Directions: Check every line below for the word "Escape" and copy the ones that have it.

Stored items
--*--

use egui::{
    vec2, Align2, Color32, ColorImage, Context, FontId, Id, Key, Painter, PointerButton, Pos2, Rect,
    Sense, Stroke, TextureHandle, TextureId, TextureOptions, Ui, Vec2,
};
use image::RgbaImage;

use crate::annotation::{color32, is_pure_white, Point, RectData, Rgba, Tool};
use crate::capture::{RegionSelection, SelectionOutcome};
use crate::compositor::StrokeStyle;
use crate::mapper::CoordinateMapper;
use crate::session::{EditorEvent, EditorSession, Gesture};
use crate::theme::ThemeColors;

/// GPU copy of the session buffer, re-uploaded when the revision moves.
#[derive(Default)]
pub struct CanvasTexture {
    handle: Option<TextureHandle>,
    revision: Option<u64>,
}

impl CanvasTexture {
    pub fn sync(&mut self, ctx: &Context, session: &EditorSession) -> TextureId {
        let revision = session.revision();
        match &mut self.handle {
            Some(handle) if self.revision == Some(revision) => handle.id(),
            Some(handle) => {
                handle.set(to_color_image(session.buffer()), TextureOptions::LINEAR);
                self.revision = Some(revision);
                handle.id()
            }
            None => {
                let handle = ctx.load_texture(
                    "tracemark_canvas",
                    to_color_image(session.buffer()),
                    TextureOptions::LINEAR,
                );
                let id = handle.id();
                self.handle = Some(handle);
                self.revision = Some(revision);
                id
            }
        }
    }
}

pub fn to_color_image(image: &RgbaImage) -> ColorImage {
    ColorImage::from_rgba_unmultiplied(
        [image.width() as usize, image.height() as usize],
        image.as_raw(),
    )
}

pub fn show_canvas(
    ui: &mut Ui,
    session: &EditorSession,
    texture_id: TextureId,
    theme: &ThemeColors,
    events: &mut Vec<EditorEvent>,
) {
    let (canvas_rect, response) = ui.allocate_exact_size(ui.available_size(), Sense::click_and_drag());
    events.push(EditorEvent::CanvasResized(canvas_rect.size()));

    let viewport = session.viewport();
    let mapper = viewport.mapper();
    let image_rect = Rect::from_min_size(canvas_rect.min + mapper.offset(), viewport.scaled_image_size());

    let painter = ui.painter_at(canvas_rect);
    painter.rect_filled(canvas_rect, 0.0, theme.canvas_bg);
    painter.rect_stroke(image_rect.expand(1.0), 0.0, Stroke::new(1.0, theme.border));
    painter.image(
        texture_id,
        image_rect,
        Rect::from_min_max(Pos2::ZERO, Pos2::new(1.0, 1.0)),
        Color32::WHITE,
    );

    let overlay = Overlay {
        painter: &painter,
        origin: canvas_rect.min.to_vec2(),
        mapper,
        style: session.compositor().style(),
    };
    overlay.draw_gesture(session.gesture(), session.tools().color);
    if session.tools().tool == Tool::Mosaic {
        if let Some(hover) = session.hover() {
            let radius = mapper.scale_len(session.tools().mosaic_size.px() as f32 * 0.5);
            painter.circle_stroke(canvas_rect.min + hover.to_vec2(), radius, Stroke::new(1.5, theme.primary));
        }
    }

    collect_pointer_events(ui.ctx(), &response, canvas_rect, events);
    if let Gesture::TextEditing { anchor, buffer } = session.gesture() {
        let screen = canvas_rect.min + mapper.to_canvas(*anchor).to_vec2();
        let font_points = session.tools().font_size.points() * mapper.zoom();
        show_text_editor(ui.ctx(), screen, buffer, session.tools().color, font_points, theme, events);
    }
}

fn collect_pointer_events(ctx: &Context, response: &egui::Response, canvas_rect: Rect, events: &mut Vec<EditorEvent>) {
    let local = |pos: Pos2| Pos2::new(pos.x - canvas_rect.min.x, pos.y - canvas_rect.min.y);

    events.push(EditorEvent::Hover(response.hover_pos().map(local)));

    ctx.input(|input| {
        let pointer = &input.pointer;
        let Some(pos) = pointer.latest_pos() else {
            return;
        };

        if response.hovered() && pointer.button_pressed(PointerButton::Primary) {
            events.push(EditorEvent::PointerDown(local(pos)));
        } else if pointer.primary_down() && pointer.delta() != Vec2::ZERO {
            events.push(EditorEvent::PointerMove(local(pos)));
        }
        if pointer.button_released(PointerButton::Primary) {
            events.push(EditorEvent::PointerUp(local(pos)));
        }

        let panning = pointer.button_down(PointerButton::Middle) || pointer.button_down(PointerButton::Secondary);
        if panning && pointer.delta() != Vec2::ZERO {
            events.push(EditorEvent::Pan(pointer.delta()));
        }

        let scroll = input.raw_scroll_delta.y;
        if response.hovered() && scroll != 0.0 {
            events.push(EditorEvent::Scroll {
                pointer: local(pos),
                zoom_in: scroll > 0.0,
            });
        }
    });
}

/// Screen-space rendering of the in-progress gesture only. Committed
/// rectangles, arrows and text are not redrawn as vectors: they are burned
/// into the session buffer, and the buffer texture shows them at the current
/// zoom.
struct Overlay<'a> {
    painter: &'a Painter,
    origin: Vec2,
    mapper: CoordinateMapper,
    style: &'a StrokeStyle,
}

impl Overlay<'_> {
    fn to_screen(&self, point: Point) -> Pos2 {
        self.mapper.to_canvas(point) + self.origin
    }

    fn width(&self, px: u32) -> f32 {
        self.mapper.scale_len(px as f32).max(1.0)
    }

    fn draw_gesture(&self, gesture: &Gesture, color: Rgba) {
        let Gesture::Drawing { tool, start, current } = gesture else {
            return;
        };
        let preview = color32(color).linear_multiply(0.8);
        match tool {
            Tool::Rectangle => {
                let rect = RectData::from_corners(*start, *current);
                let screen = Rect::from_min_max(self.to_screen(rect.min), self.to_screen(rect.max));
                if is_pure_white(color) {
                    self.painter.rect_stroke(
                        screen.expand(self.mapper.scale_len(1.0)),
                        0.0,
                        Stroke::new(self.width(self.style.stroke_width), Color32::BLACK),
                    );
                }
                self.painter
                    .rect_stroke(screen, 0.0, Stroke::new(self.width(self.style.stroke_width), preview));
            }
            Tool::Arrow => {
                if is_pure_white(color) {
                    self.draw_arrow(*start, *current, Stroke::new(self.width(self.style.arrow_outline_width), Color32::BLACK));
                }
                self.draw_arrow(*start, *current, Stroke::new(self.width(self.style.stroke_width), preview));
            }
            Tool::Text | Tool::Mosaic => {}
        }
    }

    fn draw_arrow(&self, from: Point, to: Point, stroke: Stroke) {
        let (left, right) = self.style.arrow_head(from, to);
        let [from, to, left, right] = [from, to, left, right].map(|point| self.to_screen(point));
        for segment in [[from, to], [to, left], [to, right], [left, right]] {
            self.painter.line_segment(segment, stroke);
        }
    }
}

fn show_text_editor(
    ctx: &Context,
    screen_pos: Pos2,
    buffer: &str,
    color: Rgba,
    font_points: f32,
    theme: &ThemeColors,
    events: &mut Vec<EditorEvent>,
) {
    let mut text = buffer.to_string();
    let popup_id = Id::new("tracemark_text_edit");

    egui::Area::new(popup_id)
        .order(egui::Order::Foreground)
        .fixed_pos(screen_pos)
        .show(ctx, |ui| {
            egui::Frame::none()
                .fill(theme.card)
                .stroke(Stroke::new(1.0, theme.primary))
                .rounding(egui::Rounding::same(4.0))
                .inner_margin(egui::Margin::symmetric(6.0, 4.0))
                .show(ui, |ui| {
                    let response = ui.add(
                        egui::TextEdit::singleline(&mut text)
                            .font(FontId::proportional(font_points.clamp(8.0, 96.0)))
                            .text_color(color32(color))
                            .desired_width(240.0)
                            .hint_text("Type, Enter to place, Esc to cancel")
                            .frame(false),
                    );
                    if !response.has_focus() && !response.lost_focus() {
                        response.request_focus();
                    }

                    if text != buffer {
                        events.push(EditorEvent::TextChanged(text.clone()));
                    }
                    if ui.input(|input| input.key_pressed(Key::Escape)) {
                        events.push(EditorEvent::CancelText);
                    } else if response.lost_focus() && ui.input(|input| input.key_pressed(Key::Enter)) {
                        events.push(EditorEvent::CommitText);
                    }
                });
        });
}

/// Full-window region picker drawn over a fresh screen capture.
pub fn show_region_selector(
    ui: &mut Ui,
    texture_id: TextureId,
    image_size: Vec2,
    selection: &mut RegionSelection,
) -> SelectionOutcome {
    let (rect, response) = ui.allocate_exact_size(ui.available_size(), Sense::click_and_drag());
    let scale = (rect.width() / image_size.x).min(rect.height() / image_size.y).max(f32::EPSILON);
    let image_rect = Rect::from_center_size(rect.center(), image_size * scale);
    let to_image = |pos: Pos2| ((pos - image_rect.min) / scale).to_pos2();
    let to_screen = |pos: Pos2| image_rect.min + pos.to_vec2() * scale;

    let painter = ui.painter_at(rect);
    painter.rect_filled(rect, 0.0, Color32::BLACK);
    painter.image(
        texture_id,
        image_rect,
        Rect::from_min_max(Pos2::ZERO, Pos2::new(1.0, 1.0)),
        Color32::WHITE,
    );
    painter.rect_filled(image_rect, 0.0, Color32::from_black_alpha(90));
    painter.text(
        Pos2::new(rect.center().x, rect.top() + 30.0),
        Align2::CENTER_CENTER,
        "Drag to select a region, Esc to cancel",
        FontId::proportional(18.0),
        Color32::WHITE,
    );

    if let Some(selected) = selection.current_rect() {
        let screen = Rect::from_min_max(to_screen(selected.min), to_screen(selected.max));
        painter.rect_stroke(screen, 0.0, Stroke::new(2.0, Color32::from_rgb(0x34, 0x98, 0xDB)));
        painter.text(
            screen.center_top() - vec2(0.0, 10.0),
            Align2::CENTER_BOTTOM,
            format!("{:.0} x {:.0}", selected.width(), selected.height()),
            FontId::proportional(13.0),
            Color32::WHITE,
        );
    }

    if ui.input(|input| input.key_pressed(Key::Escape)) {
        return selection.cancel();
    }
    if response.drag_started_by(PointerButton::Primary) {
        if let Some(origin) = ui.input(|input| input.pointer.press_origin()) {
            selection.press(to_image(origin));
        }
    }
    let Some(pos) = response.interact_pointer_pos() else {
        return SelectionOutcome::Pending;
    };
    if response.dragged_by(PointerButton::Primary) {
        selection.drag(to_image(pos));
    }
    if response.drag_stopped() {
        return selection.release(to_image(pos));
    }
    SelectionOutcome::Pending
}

--*--

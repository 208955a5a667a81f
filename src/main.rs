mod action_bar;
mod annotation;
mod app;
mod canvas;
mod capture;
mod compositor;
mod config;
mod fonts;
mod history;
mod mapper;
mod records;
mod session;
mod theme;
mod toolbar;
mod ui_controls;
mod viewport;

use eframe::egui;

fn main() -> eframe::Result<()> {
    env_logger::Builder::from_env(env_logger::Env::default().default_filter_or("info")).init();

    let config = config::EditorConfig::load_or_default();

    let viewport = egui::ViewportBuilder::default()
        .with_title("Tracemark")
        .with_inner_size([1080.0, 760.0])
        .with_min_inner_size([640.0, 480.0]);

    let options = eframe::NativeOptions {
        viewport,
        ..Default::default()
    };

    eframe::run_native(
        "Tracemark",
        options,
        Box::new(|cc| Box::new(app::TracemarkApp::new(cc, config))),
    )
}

--*--

Reply:
                    if ui.input(|input| input.key_pressed(Key::Escape)) {
    if ui.input(|input| input.key_pressed(Key::Escape)) {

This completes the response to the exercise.